Tag Archives: technology

‘Virtual fence’ at Mexican border to grow

US/Mexico border at TijuanaThe Obama administration is pushing ahead with the expansion of a pilot project launched by the outgoing Bush gang – a ‘virtual border fence’ of cameras, sensors and communications hardware designed to enable a more rapid response to Mexican illegal immigrants from the Border Patrol.

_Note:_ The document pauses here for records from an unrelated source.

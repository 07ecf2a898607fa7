use clap::Subcommand;
use comfy_table::Table;
use prg_core::StateStore;
use std::path::Path;

#[derive(Subcommand)]
pub enum StateCommands {
    /// Show a peer's persisted game state
    Show {
        /// Peer id
        #[arg(short, long)]
        peer: String,
    },
    /// Print the location of a peer's state file
    Path {
        /// Peer id
        #[arg(short, long)]
        peer: String,
    },
}

pub async fn handle_state_command(cmd: StateCommands, data_dir: &Path) -> anyhow::Result<()> {
    let store = StateStore::new(data_dir).await?;

    match cmd {
        StateCommands::Show { peer } => {
            let state = store.load(&peer).await?;

            let mut table = Table::new();
            table.set_header(vec!["Game", "Last answered round"]);
            for (game, round) in &state.prg_history_dict {
                table.add_row(vec![game.to_string(), round.to_string()]);
            }
            println!("{table}");

            match state.prg_last_game_played {
                Some(game) => println!("Last game played: {}", game),
                None => println!("Last game played: none"),
            }
            match state.prg_last_game_claimed {
                Some(game) => println!("Last game claimed: {}", game),
                None => println!("Last game claimed: none"),
            }
            if let Some(pending) = state.pending_claim() {
                println!("Pending claim: game {}", pending);
            }
        }
        StateCommands::Path { peer } => {
            println!("{}", store.state_path(&peer).display());
        }
    }

    Ok(())
}
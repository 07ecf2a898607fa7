use serde::{Deserialize, Serialize};
use std::path::PathBuf;

#[derive(Debug, Clone, Serialize, Deserialize)]
pub struct CliConfig {
    pub data_dir: PathBuf,
    pub verbose: bool,
}

impl Default for CliConfig {
    fn default() -> Self {
        Self {
            data_dir: default_data_dir(),
            verbose: false,
        }
    }
}

pub fn default_data_dir() -> PathBuf {
    dirs::data_dir()
        .unwrap_or_else(|| PathBuf::from("."))
        .join("prg")
}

What is different, DHS officials said, is that they have learned lessons from the technical problems that dogged the Bush administration’s first, 28-mile pilot project south of Tucson. What remains unclear is whether the ambitious technology will encounter fresh setbacks that would embarrass President Obama, who has urged Congress to streamline the immigration system and work out a way to deal fairly with the 12 million illegal immigrants in the United States, analysts said

[…]

On Monday, U.S. officials began erecting 17 camera and radio towers on a 23-mile stretch near Tucson, and they expect this summer to add 36 others over 30 miles near Ajo, Ariz. If testing goes well and DHS approves, plans call for covering the 320-mile Arizona border by 2012 and the full border with Mexico — except for a 200-mile stretch in southwestern Texas where it is difficult to cross and expensive to monitor — by 2014.

[…]

The government has made many changes since a $20 million pilot rushed off-the-shelf equipment into operation without testing, relied on inadequate police dispatching software and ignored the input of Border Patrol officers, who found that radar systems were triggered by rain, satellite communications were too slow to permit camera operators to track targets by remote control, and cameras had poor visibility.

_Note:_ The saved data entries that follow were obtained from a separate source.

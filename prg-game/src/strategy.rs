use prg_core::RoundObservation;

/// Picks the answer submitted for a round. The tracker applies the strategy
/// once per peer (re)binding, so a session answers consistently.
pub trait AnswerStrategy: Send + Sync {
    fn choose(&self, observation: &RoundObservation) -> (i64, String);
}

/// Always answers the same option regardless of the clue.
#[derive(Debug, Clone)]
pub struct FixedAnswer {
    pub choice_idx: i64,
    pub choice: String,
}

impl Default for FixedAnswer {
    fn default() -> Self {
        Self {
            choice_idx: 0,
            choice: "Jalebi".to_string(),
        }
    }
}

impl AnswerStrategy for FixedAnswer {
    fn choose(&self, _observation: &RoundObservation) -> (i64, String) {
        (self.choice_idx, self.choice.clone())
    }
}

It remains to be seen how much of an improvement the new systems will be, but the cynic (and science fiction reader) in me doesn’t find it hard to imagine new methodologies being developed by border-jumpers and those who make a living helping them cross, which will quickly render the new hardware inadequate, if not obsolete. That said, it’s a much less crass and weird idea than allowing unpaid volunteers from around the world make a sport out of border surveillance.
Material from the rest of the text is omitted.